## IBM Sample Problems with digits of a number

Below are four sample problems on two digit numbers involving calculations on the digits of the number.

Question 1
If the digit in the ten's place of a two digit number is 3 less than the digit unit’s place and if the ratio of the sum of the digits of that number to that of the number is 1:4 then the number is:
a)32 b)34 c)36 d)38

Solution :

Let the ten’s digit of the number be x.
Then the unit’s digit is x+3
Sum of the digits = x + x + 3 = 2x+3.
Then the number can be expressed as 10x +(x+3) = 11x + 3
The given ratio between the sum of digits to the sum = 1 / 4 = 2x+3 / 11x+3
4(2x + 3) = 11x + 3
3x = 9
x = 3
Then the required number is 11x + 3 = 11(3) + 3 = 36.

Question 2
The sum of the digits of a two digit number is equal to 9 and the number obtained by interchanging the digits of that number is 63 less than the number. Then the ten’s place of the two digit number is :
a)1 b)8 c)9 d)3

Solution :

Let the ten’s place of the two digit number be x.
Since the sum of the digit is 9, the unit's place will be 9-x.
Then the number is represented by = 10x +(9-x) = 9x + 9

For the number with digits reversed, tens's place will be 9 - x and unit's place will be 9.
Therefore, the reversed digits number can be represented as 10(9-x)+x = 90 - 9x

Given that the new number is 63 less than the original number.
Therefore, New Number = Original Number - 63
i.e 90-9x = 9x + 9 - 63
18x = 144
x = 144/18
x = 8.
Then the number is 9(8) + 9 = 81.
Hence the required digit is 8.

Question 3
If unit’s place of a two digit number is 2 more than the ten’s place and 144 is the product of the number and the sum of the digits of the number then the unit place of the number is:
a)4 b)1 c)5 d)3

Solution :

Let the ten’s digit of the two digit number be x.
Then the unit’s digit is x + 2.
And the number = 10x + x + 2 = 11x + 2
The sum of the digits of the number = x + x + 2 = 2x + 2
Product of the number and sum of the digits = 144
i.e (11x + 2)(2x + 2) = 144
22x2 + 22x + 4x + 4 = 144
22x2 + 26x - 140 = 0
11x2 + 13x - 70 = 0
(x - 2)(11x + 35) = 0
x = 2 or x = -35/11
Since digit of a number cannot be a fraction, x has to be 2.
i.e., ten’s place of the number is 2.
And unit’s place = x + 2 = 4.

Question 4
If x and y are the numbers of ten’s and unit’s place of a two digit number(xy).

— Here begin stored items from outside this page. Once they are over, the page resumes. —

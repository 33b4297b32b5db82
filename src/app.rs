use axum::{middleware, routing::get, Router};
use std::sync::Arc;
use tower_http::trace::TraceLayer;

use crate::handlers::{
    cors_middleware, get_cart, health_check, list_products, metrics_handler,
    security_headers_middleware, CartApiState, ProductApiState, ServiceInfo,
};
use crate::observability::{observability_middleware, Metrics};
use crate::services::{CartService, ProductCatalogService};

/// Router for the product service: `GET /products`
pub fn create_product_app(
    catalog_service: Arc<ProductCatalogService>,
    metrics: Arc<Metrics>,
    info: ServiceInfo,
) -> Router {
    let api_state = ProductApiState {
        catalog_service,
        metrics: metrics.clone(),
    };

    let api = Router::new()
        .route("/products", get(list_products))
        .with_state(api_state);

    with_common_routes(api, metrics, info)
}

/// Router for the cart service: `GET /cart`
pub fn create_cart_app(
    cart_service: Arc<CartService>,
    metrics: Arc<Metrics>,
    info: ServiceInfo,
) -> Router {
    let api = Router::new()
        .route("/cart", get(get_cart))
        .with_state(CartApiState { cart_service });

    with_common_routes(api, metrics, info)
}

/// Health and metrics endpoints plus the middleware stack shared by both services
fn with_common_routes(api: Router, metrics: Arc<Metrics>, info: ServiceInfo) -> Router {
    let metrics_for_middleware = metrics.clone();

    Router::new()
        .route("/health/status", get(health_check))
        .with_state(info)
        .route("/metrics", get(metrics_handler))
        .with_state(metrics)
        .merge(api)
        // Outer to inner
        .layer(middleware::from_fn(security_headers_middleware))
        .layer(middleware::from_fn(cors_middleware))
        .layer(middleware::from_fn(move |req, next| {
            observability_middleware(metrics_for_middleware.clone(), req, next)
        }))
        .layer(TraceLayer::new_for_http())
}
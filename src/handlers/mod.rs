pub mod cart;
pub mod health;
pub mod metrics;
pub mod middleware;
pub mod products;

pub use cart::*;
pub use health::*;
pub use metrics::*;
pub use middleware::*;
pub use products::*;
// Copyright (C) 2026 Fred Clausen
// Use of this source code is governed by an MIT-style
// license that can be found in the LICENSE file or at
// https://opensource.org/licenses/MIT.

//! Placement of sessions into single days.
//!
//! All amounts are half-hour units.

use crate::allocator::calendar::{days_to_exam, is_at_risk};
use crate::allocator::notes;
use crate::allocator::progress::CourseProgress;
use crate::config::PlannerConfig;
use std::cmp::Reverse;
use study_plan_domain::{Course, CourseWeight, DayPlan, Hours, Session, SessionType, TimeSlot};
use time::Date;

/// Mutable state shared by every day of one planning run.
pub struct DayPlanner<'a> {
    courses: &'a [Course],
    exam_indices: &'a [Option<i64>],
    weights: &'a [CourseWeight],
    progress: Vec<CourseProgress>,
    session_cap: u32,
    rest_day_units: u32,
    max_courses_per_day: usize,
    lookahead: u32,
}

impl<'a> DayPlanner<'a> {
    /// Creates a planner for courses with the given budgets.
    ///
    /// `exam_indices`, `weights` and `budgets` are indexed like `courses`.
    pub fn new(
        config: &PlannerConfig,
        courses: &'a [Course],
        exam_indices: &'a [Option<i64>],
        weights: &'a [CourseWeight],
        budgets: &[u32],
    ) -> Self {
        Self {
            courses,
            exam_indices,
            weights,
            progress: budgets.iter().map(|b| CourseProgress::new(*b)).collect(),
            session_cap: config.session_cap.half_hours(),
            rest_day_units: config.rest_day_units(),
            max_courses_per_day: config.max_courses_per_day,
            lookahead: config.exam_lookahead_days,
        }
    }

    /// Half hours not yet placed, across all courses.
    pub fn remaining_total(&self) -> u32 {
        self.progress.iter().map(|p| p.remaining).sum()
    }

    /// Half hours a rest day may consume.
    pub const fn rest_day_units(&self) -> u32 {
        self.rest_day_units
    }

    fn at_risk(&self, index: usize, day_index: u32) -> bool {
        is_at_risk(self.exam_indices[index], day_index, self.lookahead)
    }

    /// Plans a study day.
    ///
    /// # Arguments
    ///
    /// * `day_index` - 1-based day index
    /// * `date` - Date of the day
    /// * `exam_review` - The day replaces a rest day because an exam is close
    /// * `target` - Half hours to place today
    /// * `is_final` - Last day of the window; every remaining unit is placed
    pub fn plan_study_day(
        &mut self,
        day_index: u32,
        date: Date,
        exam_review: bool,
        target: u32,
        is_final: bool,
    ) -> DayPlan {
        let (candidates, featured): (Vec<usize>, usize) =
            self.select_courses(day_index, exam_review);
        let mut chosen: Vec<usize> = candidates[..featured].to_vec();

        // Rule: each featured course gets min(remaining, cap, left)
        let mut left: u32 = target;
        let mut sizes: Vec<u32> = Vec::with_capacity(candidates.len());
        for &index in &chosen {
            let size: u32 = self.progress[index]
                .remaining
                .min(self.session_cap)
                .min(left);
            sizes.push(size);
            left -= size;
        }
        left = self.top_up(&chosen, &mut sizes, 0, left);

        // Rule: featured courses that run dry hand the rest of the target to
        // the next candidates instead of carrying it forward
        for &index in &candidates[featured..] {
            if left == 0 {
                break;
            }
            let size: u32 = self.progress[index]
                .remaining
                .min(self.session_cap)
                .min(left);
            chosen.push(index);
            sizes.push(size);
            left -= size;
        }
        self.top_up(&chosen, &mut sizes, featured, left);

        let mut sessions: Vec<Session> = Vec::with_capacity(chosen.len());
        for (&index, &units) in chosen.iter().zip(&sizes) {
            if units == 0 {
                continue;
            }
            let time_slot: TimeSlot = TimeSlot::for_position(sessions.len());
            sessions.push(self.place_session(index, units, day_index, time_slot, exam_review));
        }

        // Rule: the final day leaves no course with unplaced hours
        if is_final {
            for index in 0..self.courses.len() {
                let units: u32 = self.progress[index].remaining;
                if units > 0 {
                    sessions.push(self.place_session(
                        index,
                        units,
                        day_index,
                        TimeSlot::Evening,
                        false,
                    ));
                }
            }
        }

        let notes: String = self.study_day_notes(&sessions, day_index);
        DayPlan::new(day_index, date, sessions, notes, false)
    }

    /// Plans a rest day with at most one light review session.
    ///
    /// The session goes to the least urgent course that still has hours.
    pub fn plan_rest_day(&mut self, day_index: u32, date: Date) -> DayPlan {
        let pick: Option<usize> = (0..self.courses.len())
            .filter(|&i| self.progress[i].remaining > 0)
            .min_by_key(|&i| self.rest_priority(i));

        let Some(index) = pick else {
            return DayPlan::new(day_index, date, Vec::new(), notes::rest_day(None), true);
        };

        let units: u32 = self.progress[index].remaining.min(self.rest_day_units);
        let session: Session =
            self.place_session(index, units, day_index, TimeSlot::Morning, true);
        let notes: String = notes::rest_day(Some(self.courses[index].name.as_str()));
        DayPlan::new(day_index, date, vec![session], notes, true)
    }

    /// Grows sessions from `first` onwards out of their courses' remaining
    /// budgets until `left` is used up. Returns what is still unplaced.
    fn top_up(&self, chosen: &[usize], sizes: &mut [u32], first: usize, mut left: u32) -> u32 {
        for (&index, size) in chosen.iter().zip(sizes.iter_mut()).skip(first) {
            if left == 0 {
                break;
            }
            let extra: u32 = (self.progress[index].remaining - *size).min(left);
            *size += extra;
            left -= extra;
        }
        left
    }

    /// Orders the study-day candidates and counts the featured ones.
    ///
    /// Featured courses lead the returned list. On an exam-review day only
    /// at-risk courses are featured; the others stay behind them as backfill.
    fn select_courses(&self, day_index: u32, exam_review: bool) -> (Vec<usize>, usize) {
        let mut candidates: Vec<usize> = (0..self.courses.len())
            .filter(|&i| self.progress[i].remaining > 0)
            .collect();
        candidates.sort_by_key(|&i| self.selection_priority(i, day_index));

        let mut featured: usize = candidates.len();
        if exam_review {
            let at_risk: usize = candidates
                .iter()
                .filter(|&&i| self.at_risk(i, day_index))
                .count();
            if at_risk > 0 {
                featured = at_risk;
            }
        }

        (candidates, featured.min(self.max_courses_per_day))
    }

    /// Sort key for study-day selection, smallest first.
    ///
    /// At-risk courses come first (nearest exam first), then the least
    /// recently scheduled, then the larger remaining budget, then registry
    /// order.
    fn selection_priority(
        &self,
        index: usize,
        day_index: u32,
    ) -> (bool, i64, Option<u32>, Reverse<u32>, usize) {
        let at_risk: bool = self.at_risk(index, day_index);
        let exam_distance: i64 = if at_risk {
            days_to_exam(self.exam_indices[index], day_index).unwrap_or(i64::MAX)
        } else {
            i64::MAX
        };
        let progress: &CourseProgress = &self.progress[index];
        (
            !at_risk,
            exam_distance,
            progress.last_scheduled,
            Reverse(progress.remaining),
            index,
        )
    }

    /// Sort key for the rest-day review, least urgent first.
    ///
    /// Lowest multiplier first, then courses without an upcoming exam, then
    /// the farthest exam, then registry order.
    fn rest_priority(&self, index: usize) -> (u32, bool, Reverse<i64>, usize) {
        let exam: Option<i64> = self.exam_indices[index];
        (
            self.weights[index].multiplier_percent,
            exam.is_some(),
            Reverse(exam.unwrap_or(0)),
            index,
        )
    }

    fn place_session(
        &mut self,
        index: usize,
        units: u32,
        day_index: u32,
        time_slot: TimeSlot,
        force_review: bool,
    ) -> Session {
        let review: bool = force_review || self.at_risk(index, day_index);
        let course: &Course = &self.courses[index];
        let progress: &mut CourseProgress = &mut self.progress[index];

        let session_type: SessionType = progress.next_session_type(review);
        let topics: Vec<String> = progress.take_topics(&course.topics, units);
        progress.record(units, day_index);

        Session {
            course_id: course.id.clone(),
            topics,
            duration: Hours::from_half_hours(units),
            time_slot,
            session_type,
        }
    }

    fn study_day_notes(&self, sessions: &[Session], day_index: u32) -> String {
        let mut exams: Vec<(&str, i64)> = Vec::new();
        let mut focus: Vec<(&str, &[String])> = Vec::new();

        for session in sessions {
            let Some(index) = self.courses.iter().position(|c| c.id == session.course_id) else {
                continue;
            };
            let name: &str = &self.courses[index].name;
            let exam_close: Option<i64> = days_to_exam(self.exam_indices[index], day_index)
                .filter(|days| *days <= i64::from(self.lookahead));
            if let Some(days) = exam_close {
                exams.push((name, days));
            }
            focus.push((name, session.topics.as_slice()));
        }

        if exams.is_empty() {
            notes::focus(&focus)
        } else {
            notes::exam_prep(&exams)
        }
    }
}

If y is halved and x is doubled, the number obtained is equal to the number yx (i.e., interchange the digits of xy). Then the relation between x and y is:
a) x+y=2 b) x=2y c) y=2x d) x-y=2

Solution :

Given that the ten’s and unit’s digit is x and y respectively.
Then the number = 10x + y.
The number obtained by interchanging the digits = 10y + x.
If y is halved (y/2) and x is doubled then the new number is 10(2x) + y/2
But the new number is equal to the number obtained by interchanging the digits.
Therefore, 10(2x) + y/2 = 10y+x
20x - x = 19y / 2
19x = 19y / 2
x = y/2
y = 2x
Hence the answer is option c.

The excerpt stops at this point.